But the emergence of apps has not only changed the way content is delivered and consumed on the mobile web, but it has also changed how we experience the Internet on our desktops, as well. And this is the part of the article I found the most mind-blowing. If you think about it, apps are surfacing all over the Internet as we knew it, or "Web 2.0," and transforming it into a different beast all together, which we'll call "Web 3.0." This is the app-based web. Here's the killer stat::
In 2010, 75% of the traffic on the web was generated by the top 10 sites. 
Incredible. That means that 75% of all of our time on the web is spent on a few core sites. And you know which ones they are. Facebook. Google. YouTube. So much time is spent on this sites that they have literally become the lens through which we view and access the web. Better yet: they ARE the web. But guess what: they've grown so big that they aren't websites at all. They're apps.

Nintendo Wii Channels

Let's take this idea a step further. Apps are all around us. They're on our cable boxes (OnDemand Television), on our video game systems (the X-Box Live, Wii, and PS3 networks), even on some of the latest and greatest TVs (Yahoo! Widgets). One could even argue that the increasing fragmentation of TV into an enormous number of hyper-specialized channels (Food Network, Court TV, Leafs TV) actually represents the emergence of apps.

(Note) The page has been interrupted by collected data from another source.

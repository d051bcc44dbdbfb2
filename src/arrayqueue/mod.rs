use std::sync::atomic::{AtomicUsize, Ordering};

use crossbeam_utils::CachePadded;

use array::Array;
use cursor::{Cursor, Laps};
use error::PushError;
use slot::Slot;
use utils::count;

mod trait_impls;

/// `ArrayQueue` is a fixed capacity ring buffer shared by any number of
/// producer and consumer threads.
///
/// It can be stored directly on the stack if needed; every slot lives inline
/// in the queue value.
///
/// Both [`try_push`] and [`try_pop`] take `&self`, never block and never
/// retry: each performs one compare-and-swap on the cursor and gives up if it
/// loses. A refusal means "try again later", whether the queue was full
/// (or empty) or another thread got there first.
///
/// # Capacity
///
/// Note that the `capacity()` is always `backed_array.len() - 1`.
/// [Read more]
///
/// [`try_push`]: #method.try_push
/// [`try_pop`]: #method.try_pop
/// [Read more]: https://en.wikipedia.org/wiki/Circular_buffer
pub struct ArrayQueue<A: Array> {
    cursor: CachePadded<AtomicUsize>,
    laps: Laps,
    slots: A::Slots,
}

impl<A: Array> ArrayQueue<A> {
    /// Creates an empty `ArrayQueue`.
    ///
    /// # Panics
    ///
    /// Panics if the backing array has no slots, or more than
    /// `2^(usize::BITS / 2 - 4)` slots (`2^28` on 64-bit targets, `2^12` on
    /// 32-bit targets).
    ///
    /// # Examples
    ///
    /// ```
    /// use arrayqueue::ArrayQueue;
    ///
    /// let queue: ArrayQueue<[usize; 3]> = ArrayQueue::new();
    /// assert_eq!(queue.capacity(), 2);
    /// ```
    pub fn new() -> ArrayQueue<A> {
        ArrayQueue {
            cursor: CachePadded::new(AtomicUsize::new(Cursor { read: 0, write: 0 }.pack())),
            laps: Laps::new(A::capacity()),
            slots: A::new_slots(),
        }
    }

    /// Return the capacity of the `ArrayQueue`.
    ///
    /// # Capacity
    ///
    /// Note that the `capacity()` is always `backed_array.len() - 1`.
    /// [Read more]
    ///
    /// # Examples
    ///
    /// ```
    /// use arrayqueue::ArrayQueue;
    ///
    /// let queue: ArrayQueue<[usize; 4]> = ArrayQueue::new();
    /// assert_eq!(queue.capacity(), 3);
    /// ```
    ///
    /// [Read more]: https://en.wikipedia.org/wiki/Circular_buffer
    #[inline]
    pub fn capacity(&self) -> usize {
        self.laps.len() - 1
    }

    /// Returns the number of elements in the `ArrayQueue`.
    ///
    /// Computed from a single snapshot of the cursor; with other threads
    /// active the value may be stale by the time it is returned. Slots that
    /// are reserved but still being written or read count as held.
    ///
    /// # Examples
    ///
    /// ```
    /// use arrayqueue::ArrayQueue;
    ///
    /// let queue: ArrayQueue<[_; 4]> = ArrayQueue::new();
    /// queue.try_push(1).unwrap();
    /// queue.try_push(2).unwrap();
    /// assert_eq!(queue.len(), 2);
    /// ```
    #[inline]
    pub fn len(&self) -> usize {
        let current = self.load();
        count(self.laps.index(current.read),
              self.laps.index(current.write),
              self.laps.len())
    }

    /// Returns true if the buffer contains no elements
    ///
    /// # Examples
    ///
    /// ```
    /// use arrayqueue::ArrayQueue;
    ///
    /// let queue: ArrayQueue<[_; 4]> = ArrayQueue::new();
    /// assert!(queue.is_empty());
    /// queue.try_push(1).unwrap();
    /// assert!(!queue.is_empty());
    /// ```
    #[inline]
    pub fn is_empty(&self) -> bool {
        let current = self.load();
        self.laps.index(current.read) == self.laps.index(current.write)
    }

    /// Returns true if the buffer is full.
    ///
    /// # Examples
    ///
    /// ```
    /// use arrayqueue::ArrayQueue;
    ///
    /// let queue: ArrayQueue<[_; 3]> = ArrayQueue::new();
    /// queue.try_push(1).unwrap();
    /// assert!(!queue.is_full());
    /// queue.try_push(2).unwrap();
    /// assert!(queue.is_full());
    /// ```
    #[inline]
    pub fn is_full(&self) -> bool {
        let current = self.load();
        self.laps.index(self.laps.next(current.write)) == self.laps.index(current.read)
    }

    /// Tries to append an element to the back of the queue.
    ///
    /// Returns `Err` carrying the element back if the queue was full, or if
    /// another producer reserved the slot first. The push is not retried.
    ///
    /// # Examples
    ///
    /// ```
    /// use arrayqueue::ArrayQueue;
    ///
    /// let queue: ArrayQueue<[_; 3]> = ArrayQueue::new();
    ///
    /// assert!(queue.try_push(1).is_ok());
    /// assert!(queue.try_push(2).is_ok());
    ///
    /// let overflow = queue.try_push(3);
    /// assert_eq!(overflow.unwrap_err().element, 3);
    /// ```
    pub fn try_push(&self, element: A::Item) -> Result<(), PushError<A::Item>> {
        let (current, next) = match self.reserve_write() {
            Some(pair) => pair,
            None => return Err(PushError::new(element)),
        };
        if !self.advance(current, next) {
            return Err(PushError::new(element));
        }
        unsafe {
            self.slot(current.write).write(element);
        }
        Ok(())
    }

    /// Tries to append an element built by `f` to the back of the queue.
    ///
    /// `f` is only called when the queue has room at the moment of the call,
    /// and it runs before the slot is reserved: if `f` panics the queue is left
    /// untouched. If another producer reserves the slot while `f` runs, the
    /// built element is dropped and `false` is returned.
    ///
    /// # Examples
    ///
    /// ```
    /// use arrayqueue::ArrayQueue;
    ///
    /// let queue: ArrayQueue<[Vec<i32>; 2]> = ArrayQueue::new();
    ///
    /// assert!(queue.try_push_with(|| vec![1, 2, 3]));
    /// assert!(!queue.try_push_with(|| unreachable!()));
    /// assert_eq!(queue.try_pop(), Some(vec![1, 2, 3]));
    /// ```
    pub fn try_push_with<F>(&self, f: F) -> bool
        where F: FnOnce() -> A::Item
    {
        let (current, next) = match self.reserve_write() {
            Some(pair) => pair,
            None => return false,
        };
        let element = f();
        if !self.advance(current, next) {
            return false;
        }
        unsafe {
            self.slot(current.write).write(element);
        }
        true
    }

    /// Tries to remove the first element from the queue.
    ///
    /// Returns `None` if the queue was empty, if the front element is still
    /// being written by its producer, or if another consumer took it first.
    /// The pop is not retried.
    ///
    /// # Examples
    ///
    /// ```
    /// use arrayqueue::ArrayQueue;
    ///
    /// let queue: ArrayQueue<[_; 3]> = ArrayQueue::new();
    /// assert_eq!(queue.try_pop(), None);
    ///
    /// queue.try_push(1).unwrap();
    /// queue.try_push(2).unwrap();
    ///
    /// assert_eq!(queue.try_pop(), Some(1));
    /// assert_eq!(queue.try_pop(), Some(2));
    /// ```
    pub fn try_pop(&self) -> Option<A::Item> {
        let current = self.load();
        if self.laps.index(current.read) == self.laps.index(current.write) {
            return None;
        }
        let slot = self.slot(current.read);
        // reserved by a producer that has not published yet
        if !slot.is_occupied() {
            return None;
        }
        let next = Cursor {
            read: self.laps.next(current.read),
            write: current.write,
        };
        if !self.advance(current, next) {
            return None;
        }
        unsafe { Some(slot.take()) }
    }
}

impl<A: Array> ArrayQueue<A> {
    #[inline]
    fn load(&self) -> Cursor {
        Cursor::unpack(self.cursor.load(Ordering::Acquire))
    }

    /// Moves the cursor from `current` to `next` if no other thread moved it
    /// since `current` was loaded.
    #[inline]
    fn advance(&self, current: Cursor, next: Cursor) -> bool {
        self.cursor
            .compare_exchange(current.pack(),
                              next.pack(),
                              Ordering::AcqRel,
                              Ordering::Acquire)
            .is_ok()
    }

    #[inline]
    fn slot(&self, stamp: usize) -> &Slot<A::Item> {
        &self.slots.as_ref()[self.laps.index(stamp)]
    }

    /// Snapshot of the cursor and the cursor a producer would swap in, or
    /// `None` if there is no room.
    ///
    /// A slot is only handed out once the consumer from the previous lap has
    /// finished moving its element out.
    #[inline]
    fn reserve_write(&self) -> Option<(Cursor, Cursor)> {
        let current = self.load();
        let next_write = self.laps.next(current.write);
        if self.laps.index(next_write) == self.laps.index(current.read) {
            return None;
        }
        if self.slot(current.write).is_occupied() {
            return None;
        }
        Some((current,
              Cursor {
                  read: current.read,
                  write: next_write,
              }))
    }

    /// Drops every element between the read and write cursors.
    ///
    /// Exclusive access guarantees no operation is in flight.
    fn clear(&mut self) {
        let laps = self.laps;
        let current = Cursor::unpack(*self.cursor.get_mut());
        let slots = self.slots.as_mut();
        let mut read = current.read;
        while laps.index(read) != laps.index(current.write) {
            slots[laps.index(read)].clear();
            read = laps.next(read);
        }
        *self.cursor.get_mut() = Cursor {
            read: current.write,
            write: current.write,
        }
        .pack();
    }
}

#[cfg(test)]
mod tests {
    use super::*;

    #[test]
    fn push_refused_when_overtaken() {
        let queue: ArrayQueue<[i32; 3]> = ArrayQueue::new();

        // another producer takes the slot while the element is being built
        assert!(!queue.try_push_with(|| {
            queue.try_push(9).unwrap();
            8
        }));
        assert_eq!(queue.len(), 1);
        assert_eq!(queue.try_pop(), Some(9));
        assert_eq!(queue.try_pop(), None);
    }

    #[test]
    fn pop_waits_for_publish() {
        let queue: ArrayQueue<[i32; 3]> = ArrayQueue::new();

        let current = queue.load();
        let next = Cursor {
            read: current.read,
            write: queue.laps.next(current.write),
        };
        assert!(queue.advance(current, next));
        assert_eq!(queue.len(), 1);
        assert_eq!(queue.try_pop(), None);

        unsafe {
            queue.slot(current.write).write(5);
        }
        assert_eq!(queue.try_pop(), Some(5));
        assert_eq!(queue.try_pop(), None);
    }

    #[test]
    fn push_waits_for_slow_consumer() {
        let queue: ArrayQueue<[i32; 3]> = ArrayQueue::new();
        queue.try_push(1).unwrap();
        queue.try_push(2).unwrap();

        // a consumer reserves the front slot but has not moved 1 out yet
        let current = queue.load();
        let next = Cursor {
            read: queue.laps.next(current.read),
            write: current.write,
        };
        assert!(queue.advance(current, next));

        queue.try_push(3).unwrap();
        assert_eq!(queue.try_pop(), Some(2));

        // the write cursor is back on the slot still holding 1
        assert!(!queue.is_full());
        assert_eq!(queue.try_push(4).unwrap_err().element, 4);
        assert!(!queue.try_push_with(|| unreachable!()));

        assert_eq!(unsafe { queue.slot(current.read).take() }, 1);
        assert_eq!(queue.try_push(4), Ok(()));
        assert_eq!(queue.try_pop(), Some(3));
        assert_eq!(queue.try_pop(), Some(4));
        assert_eq!(queue.try_pop(), None);
    }

    #[test]
    fn pop_refused_after_losing_race() {
        let queue: ArrayQueue<[i32; 3]> = ArrayQueue::new();
        queue.try_push(1).unwrap();

        let stale = queue.load();
        assert_eq!(queue.try_pop(), Some(1));
        let next = Cursor {
            read: queue.laps.next(stale.read),
            write: stale.write,
        };
        assert!(!queue.advance(stale, next));
        assert!(queue.is_empty());
    }
}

The fact is, there are just too many channels, too much information, too much content out there for us to sift through, or "browse" through, like how we used to in the past. Couch surfing is dead. Web browsing is dead. Apps are in. Anything you need, "there's an app for that." Apps are organizers, tools, and deliverers of what we need when we need it. Want to watch a certain TV show right now? Done. Want to call up a coupon for an item you're about to buy? Done. And soon, their development won't just be limited to specialists. Remember when making your own websites and blogs were all the rage? In a few years, we'll all be making our own apps, if Google has anything to say about it. Check out this article from Marketing Magazine.

"The basic idea was to make it really easy for pretty much anybody to make applications for your mobile phone, it might be that you want to do it for fun, or you want to learn a little about programming, or you want to personalize your mobile experience and make things for your friends and family, there's all sorts of reasons." -Hal Abelson, an MIT professor working for Google

 The bottom line: apps have forever transformed the web (and the world) as we know it.

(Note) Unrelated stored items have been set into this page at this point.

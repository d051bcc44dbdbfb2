//! The read/write cursor pair and its packing into one atomic word.
//!
//! Each side of the cursor is a *stamp*: the slot index in the low bits and a
//! lap counter above it. A stamp takes half a `usize`, so both sides fit in a
//! single `AtomicUsize` and are always loaded and swapped together.

const HALF_BITS: u32 = usize::BITS / 2;
const STAMP_MASK: usize = (1 << HALF_BITS) - 1;

/// Largest number of slots a ring may have; keeps at least four lap bits, so
/// a stale cursor snapshot is only mistaken for a fresh one after 16 laps.
pub const MAX_SLOTS: usize = 1 << (HALF_BITS - 4);

/// A consistent snapshot of both stamps.
#[derive(Clone, Copy, Debug, PartialEq, Eq)]
pub struct Cursor {
    pub read: usize,
    pub write: usize,
}

impl Cursor {
    #[inline]
    pub fn pack(self) -> usize {
        debug_assert!(self.read <= STAMP_MASK);
        debug_assert!(self.write <= STAMP_MASK);
        (self.read << HALF_BITS) | self.write
    }

    #[inline]
    pub fn unpack(word: usize) -> Cursor {
        Cursor {
            read: word >> HALF_BITS,
            write: word & STAMP_MASK,
        }
    }
}

/// Stamp arithmetic for a ring of `len` slots.
#[derive(Clone, Copy, Debug)]
pub struct Laps {
    len: usize,
    one_lap: usize,
}

impl Laps {
    pub fn new(len: usize) -> Laps {
        assert!(len > 0, "backing array must have at least one slot");
        assert!(len <= MAX_SLOTS,
                "backing array of {} slots exceeds the limit of {}",
                len,
                MAX_SLOTS);
        Laps {
            len,
            one_lap: len.next_power_of_two(),
        }
    }

    #[inline]
    pub fn len(&self) -> usize {
        self.len
    }

    #[inline]
    pub fn index(&self, stamp: usize) -> usize {
        stamp & (self.one_lap - 1)
    }

    /// The stamp one slot past `stamp`, wrapping to index 0 of the next lap.
    #[inline]
    pub fn next(&self, stamp: usize) -> usize {
        if self.index(stamp) + 1 < self.len {
            stamp + 1
        } else {
            (stamp & !(self.one_lap - 1)).wrapping_add(self.one_lap) & STAMP_MASK
        }
    }
}

#[cfg(test)]
mod tests {
    use super::*;

    #[test]
    fn test_pack_unpack() {
        let cursor = Cursor { read: 3, write: 17 };
        assert_eq!(Cursor::unpack(cursor.pack()), cursor);

        let cursor = Cursor { read: STAMP_MASK, write: 0 };
        assert_eq!(Cursor::unpack(cursor.pack()), cursor);

        let cursor = Cursor { read: 0, write: STAMP_MASK };
        assert_eq!(Cursor::unpack(cursor.pack()), cursor);
        assert_eq!(Cursor::unpack(0), Cursor { read: 0, write: 0 });
    }

    #[test]
    fn test_next_within_lap() {
        let laps = Laps::new(5);
        assert_eq!(laps.next(0), 1);
        assert_eq!(laps.next(3), 4);
        assert_eq!(laps.index(4), 4);
    }

    #[test]
    fn test_next_wraps_to_new_lap() {
        // 5 slots round up to a lap of 8
        let laps = Laps::new(5);
        let wrapped = laps.next(4);
        assert_eq!(wrapped, 8);
        assert_eq!(laps.index(wrapped), 0);
        assert_eq!(laps.next(8 + 4), 16);
    }

    #[test]
    fn test_single_slot() {
        let laps = Laps::new(1);
        assert_eq!(laps.index(0), 0);
        assert_eq!(laps.next(0), 1);
        assert_eq!(laps.index(1), 0);
    }

    #[test]
    fn test_lap_counter_wraps_in_half_word() {
        let laps = Laps::new(4);
        let last = STAMP_MASK & !3;
        assert_eq!(laps.index(last + 3), 3);
        assert_eq!(laps.next(last + 3), 0);
    }

    #[test]
    fn test_index_visits_every_slot() {
        let laps = Laps::new(7);
        let mut stamp = 0;
        for round in 0..3 {
            for i in 0..7 {
                assert_eq!(laps.index(stamp), i, "round {}", round);
                stamp = laps.next(stamp);
            }
        }
    }

    #[test]
    fn test_largest_ring_counts_sixteen_laps() {
        let laps = Laps::new(MAX_SLOTS);
        let last = MAX_SLOTS - 1;
        for lap in 0..15 {
            let wrapped = laps.next(lap * MAX_SLOTS + last);
            assert_eq!(wrapped, (lap + 1) * MAX_SLOTS);
            assert_eq!(laps.index(wrapped), 0);
        }
        assert_eq!(laps.next(15 * MAX_SLOTS + last), 0);
    }

    #[test]
    #[should_panic]
    fn test_too_many_slots() {
        Laps::new(MAX_SLOTS + 1);
    }

    #[test]
    #[should_panic]
    fn test_zero_slots() {
        Laps::new(0);
    }
}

So what does this all mean to us, as advertisers?

(1) The content consumers are looking for has changed. They are looking for content that is simple, relevant, and useful beyond anything else.
(2) The way that content is delivered has changed. Consumers are looking to apps to organize, deliver, and activate content.
(3) The way that content is consumed has changed. Consumers are looking to consume content when they want, where they want, and at the time when it is most useful to them.  

This means that apps - whether through your smartphone, desktop, TV screen, or iPad - will become the dominant form of media consumption.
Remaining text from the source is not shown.